As any observer of American culture can attest, entertainment companies such as Disney maintain some of the most comprehensive trademark/copyright licensing programs. Each new character That Disney creates in its animated films is potentially allowed for dozens of merchandising applications such as toy figurines, clothing, lunch boxes, etc. (However, depending on the circumstances, licensed trademarks may technically be a copyright that is not a trademark, but a license.) The procedure is similar, albeit less visible, with most types of branded licenses, whether for the consumer market or for the industrial market. Licensing agreements cover a large number of known situations. For example, a retailer could enter into an agreement with a professional sports team for the development, manufacture and sale of goods bearing the sports team logo. Or a small manufacturer could concede a production technology owning a larger company to gain a competitive advantage rather than investing the time and money to develop its own technology. Or a greeting card company can agree with a movie distributor to create a series of greeting cards that carry the image of a popular animated character. Area: A license can determine the area affected by the rights. For example, a licence with an area limited to “North America” (Mexico/U.S./Canada) would not provide protection to a licensee against any action for use in Japan. They can also be distinguished in terms of licenses between business partners (easily defined) and licenses between property owners and end-users. End-user agreements are common for certain types of copyright licenses, especially for software and music. In this scenario, the end user simply pays for the limited right to use the property and generally does not attribute the property in any way.

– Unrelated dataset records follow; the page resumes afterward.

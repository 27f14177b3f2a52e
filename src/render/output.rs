//! Persisting and displaying finished figures.

use serde::{Deserialize, Serialize};
use std::fmt;
use std::path::{Path, PathBuf};
use std::process::Command;
use tracing::debug;

/// Image format of a saved chart.
#[derive(
    Debug, Clone, Copy, PartialEq, Eq, Hash, Serialize, Deserialize, clap::ValueEnum,
)]
#[serde(rename_all = "lowercase")]
pub enum ImageFormat {
    /// Scalable vector graphics
    Svg,
    /// Raster image
    Png,
}

impl ImageFormat {
    /// File extension, also the name of the per-format subfolder.
    pub fn extension(&self) -> &'static str {
        match self {
            ImageFormat::Svg => "svg",
            ImageFormat::Png => "png",
        }
    }
}

impl fmt::Display for ImageFormat {
    fn fmt(&self, f: &mut fmt::Formatter<'_>) -> fmt::Result {
        write!(f, "{}", self.extension())
    }
}

/// Where figures go after drawing.
#[derive(Debug, Clone, PartialEq)]
pub struct OutputSettings {
    pub plot_folder: PathBuf,
    pub formats: Vec<ImageFormat>,
    pub save: bool,
    pub show: bool,
}

impl From<&crate::config::Config> for OutputSettings {
    fn from(config: &crate::config::Config) -> Self {
        Self {
            plot_folder: PathBuf::from(&config.general.plot_folder),
            formats: config.output.formats.clone(),
            save: config.output.save,
            show: config.output.show,
        }
    }
}

/// `{plot_folder}/{format}/{stem}.{format}`
pub fn artifact_path(plot_folder: &Path, format: ImageFormat, stem: &str) -> PathBuf {
    plot_folder
        .join(format.extension())
        .join(format!("{}.{}", stem, format.extension()))
}

/// Opens a saved figure for the analyst.
pub trait Viewer {
    fn open(&self, path: &Path) -> std::io::Result<()>;
}

/// Hands files to the platform's default image viewer.
///
/// The launcher is waited for, so no child process is left unreaped. The
/// launchers used here hand the file to the desktop and return at once.
#[derive(Debug, Clone, PartialEq)]
pub struct SystemViewer {
    program: String,
    args: Vec<String>,
}

impl SystemViewer {
    /// Uses `program args... <file>` as the launcher.
    pub fn with_command(program: &str, args: &[&str]) -> Self {
        Self {
            program: program.to_string(),
            args: args.iter().map(|a| a.to_string()).collect(),
        }
    }
}

impl Default for SystemViewer {
    fn default() -> Self {
        if cfg!(target_os = "macos") {
            Self::with_command("open", &[])
        } else if cfg!(target_os = "windows") {
            Self::with_command("cmd", &["/C", "start", ""])
        } else {
            Self::with_command("xdg-open", &[])
        }
    }
}

impl Viewer for SystemViewer {
    fn open(&self, path: &Path) -> std::io::Result<()> {
        let status = Command::new(&self.program)
            .args(&self.args)
            .arg(path)
            .status()?;
        if !status.success() {
            return Err(std::io::Error::new(
                std::io::ErrorKind::Other,
                format!("{} exited with {}", self.program, status),
            ));
        }
        debug!("Opened {} with {}", path.display(), self.program);
        Ok(())
    }
}

#[cfg(test)]
mod tests {
    use super::*;

    #[test]
    fn test_artifact_path_layout() {
        let path = artifact_path(Path::new("plot"), ImageFormat::Png, "a_over_b");
        assert_eq!(path, PathBuf::from("plot/png/a_over_b.png"));
    }

    #[test]
    fn test_format_serde_names() {
        #[derive(Deserialize)]
        struct Wrapper {
            formats: Vec<ImageFormat>,
        }
        let parsed: Wrapper = toml::from_str("formats = [\"svg\", \"png\"]").unwrap();
        assert_eq!(parsed.formats, vec![ImageFormat::Svg, ImageFormat::Png]);
        assert_eq!(ImageFormat::Svg.to_string(), "svg");
    }

    #[cfg(unix)]
    #[test]
    fn test_viewer_waits_for_launcher() {
        let ok = SystemViewer::with_command("true", &[]);
        assert!(ok.open(Path::new("chart.svg")).is_ok());

        let failing = SystemViewer::with_command("false", &[]);
        let err = failing.open(Path::new("chart.svg")).unwrap_err();
        assert!(err.to_string().contains("false exited"));

        let missing = SystemViewer::with_command("/definitely/not/a/viewer", &[]);
        assert!(missing.open(Path::new("chart.svg")).is_err());
    }
}
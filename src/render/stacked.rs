//! Stacked area chart over a shared x grid.

use super::axes::{frame, legend, TickFormat};
use super::line::SeriesLayout;
use super::stats::{hatch_lines, interp, stack, Band};
use super::theme::Theme;
use super::{Chart, DrawError};
use crate::models::Table;
use plotters::coord::Shift;
use plotters::prelude::*;

pub const HATCHES: [&str; 3] = ["//", "\\\\", "||"];
/// Distance between hatch strokes in pixels.
const HATCH_SPACING_PX: f64 = 18.0;
const FILL_OPACITY: f64 = 0.55;

#[derive(Debug, Clone)]
pub struct StackedAreaChart<'a> {
    pub table: &'a Table,
    pub layout: SeriesLayout,
}

impl<'a> StackedAreaChart<'a> {
    pub fn new(table: &'a Table, layout: SeriesLayout) -> Self {
        Self { table, layout }
    }

    /// Sorted, de-duplicated x values across the whole table.
    pub fn grid(&self) -> Result<Vec<f64>, DrawError> {
        let mut xs = self
            .table
            .numeric_column(&self.layout.x_column)
            .ok_or_else(|| DrawError::new(format!("missing column '{}'", self.layout.x_column)))?;
        xs.sort_by(f64::total_cmp);
        xs.dedup();
        if xs.is_empty() {
            return Err(DrawError::new(format!(
                "no numeric values in '{}'",
                self.layout.x_column
            )));
        }
        Ok(xs)
    }

    /// Grid plus one band per category, bottom to top.
    pub fn bands(&self) -> Result<(Vec<f64>, Vec<Band>), DrawError> {
        let grid = self.grid()?;
        let contributions = self
            .layout
            .categories
            .iter()
            .map(|category| {
                let points = self.layout.points(self.table, category)?;
                Ok(grid
                    .iter()
                    .filter_map(|x| interp(*x, &points))
                    .collect::<Vec<_>>())
            })
            .collect::<Result<Vec<_>, DrawError>>()?;
        Ok((grid, stack(&contributions)))
    }
}

impl Chart for StackedAreaChart<'_> {
    fn draw<DB: DrawingBackend>(
        &self,
        area: &DrawingArea<DB, Shift>,
        theme: &Theme,
    ) -> Result<(), DrawError> {
        let layout = &self.layout;
        layout.check(self.table)?;
        let (grid, bands) = self.bands()?;

        let mut chart = frame(area, theme, &layout.axis_spec(TickFormat::Percent))?;
        let (w, h) = chart.plotting_area().dim_in_pixel();
        let units_per_px = (
            (layout.x_limits.1 - layout.x_limits.0) / f64::from(w.max(1)),
            (layout.y_limits.1 - layout.y_limits.0) / f64::from(h.max(1)),
        );

        for (i, (category, band)) in layout.categories.iter().zip(&bands).enumerate() {
            let color = theme.color(i);
            // upper edge left to right, lower edge back
            let outline: Vec<(f64, f64)> = grid
                .iter()
                .copied()
                .zip(band.upper.iter().copied())
                .chain(grid.iter().copied().zip(band.lower.iter().copied()).rev())
                .collect();
            chart
                .draw_series(std::iter::once(Polygon::new(
                    outline,
                    color.mix(FILL_OPACITY).filled(),
                )))?
                .label(category.as_str())
                .legend(move |(x, y)| Rectangle::new([(x, y - 8), (x + 20, y + 8)], color.filled()));

            let hatch = HATCHES[i % HATCHES.len()];
            let stroke = theme.background.stroke_width(2);
            chart.draw_series(
                hatch_lines(&grid, band, hatch, units_per_px, HATCH_SPACING_PX)
                    .into_iter()
                    .map(|line| PathElement::new(line, stroke)),
            )?;
        }
        legend(&mut chart, theme)
    }
}

#[cfg(test)]
mod tests {
    use super::*;
    use crate::render::sketch;
    use crate::render::line::tests::semester_table;

    fn layout(categories: &[&str]) -> SeriesLayout {
        SeriesLayout {
            category_column: "Course".to_string(),
            categories: categories.iter().map(|c| c.to_string()).collect(),
            x_column: "Semester".to_string(),
            y_column: "Share".to_string(),
            x_label: "Semester".to_string(),
            y_label: "Share".to_string(),
            x_limits: (1.0, 3.0),
            y_limits: (0.0, 1.0),
        }
    }

    #[test]
    fn test_grid_is_sorted_and_unique() {
        let table = semester_table();
        let chart = StackedAreaChart::new(&table, layout(&["Math", "Art"]));
        assert_eq!(chart.grid().unwrap(), vec![1.0, 2.0, 3.0]);
    }

    #[test]
    fn test_band_tops_are_cumulative() {
        let table = semester_table();
        let chart = StackedAreaChart::new(&table, layout(&["Math", "Art"]));
        let (grid, bands) = chart.bands().unwrap();

        // Art is interpolated at semester 2
        let math = [0.1, 0.2, 0.3];
        let art = [0.5, 0.45, 0.4];
        for i in 0..grid.len() {
            assert!((bands[0].upper[i] - math[i]).abs() < 1e-12);
            assert!((bands[1].lower[i] - math[i]).abs() < 1e-12);
            assert!((bands[1].upper[i] - (math[i] + art[i])).abs() < 1e-12);
        }
    }

    #[test]
    fn test_every_band_gets_hatched() {
        let table = semester_table();
        let chart = StackedAreaChart::new(&table, layout(&["Math", "Art"]));
        let (grid, bands) = chart.bands().unwrap();
        for (band, pattern) in bands.iter().zip(HATCHES) {
            assert!(!hatch_lines(&grid, band, pattern, (0.01, 0.002), 18.0).is_empty());
        }

        let svg = sketch(&chart, &Theme::default()).unwrap();
        assert_eq!(svg.matches("<polygon").count(), 2);
        assert!(svg.contains(">Math</text>"));
        assert!(svg.contains("%</text>"));
    }

    #[test]
    fn test_category_without_rows_fails() {
        let table = semester_table();
        let chart = StackedAreaChart::new(&table, layout(&["Music"]));
        assert!(chart.bands().is_err());
    }
}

Most other types of licenses are part of a business strategy between separate companies, none of which can be an end-user of licensed ownership that will generate new third-party end-user sales. With respect to partner licences, the licensee should resell the property in one form or another. Licensing agreements can be divided into three basic categories: trade secrets cover a variety of IP addresses, including formulas, know-how, software, commercial systems, manufacturing processes and all kinds of data, such as. B suppliers, competitors and customers. In a typical licensing agreement, the licensee undertakes to make intellectual property rights such as technology, brand name or licensee know-how available to the licensee. In exchange for the intellectual property of the licensee, the purchaser usually plays the donor a pre-feeding and/or a licence fee. A licence fee is an ongoing fee paid for the licensee`s right to use intellectual property. While parts of these agreements are similar, there are significant and important differences. Here is a brief summary of these licensing agreements and some of the main differences between them: for the taker, this agreement is a method to get something valuable that the taker cannot produce, but which may have expertise in this area to generate revenue. A licensee differs from a borrower or contractor who offers a service. When licensing, certain rights are assigned to the IP.
The bargaining power of both parties to a licensing agreement often depends on the nature of the product. For example, a film studio that would grant the image of a popular superhero to an action figure maker could have considerable bargaining power in this negotiation, as the manufacturer will likely benefit from such an agreement. The film studio therefore has the lever to take its business elsewhere if the manufacturer has cold feet.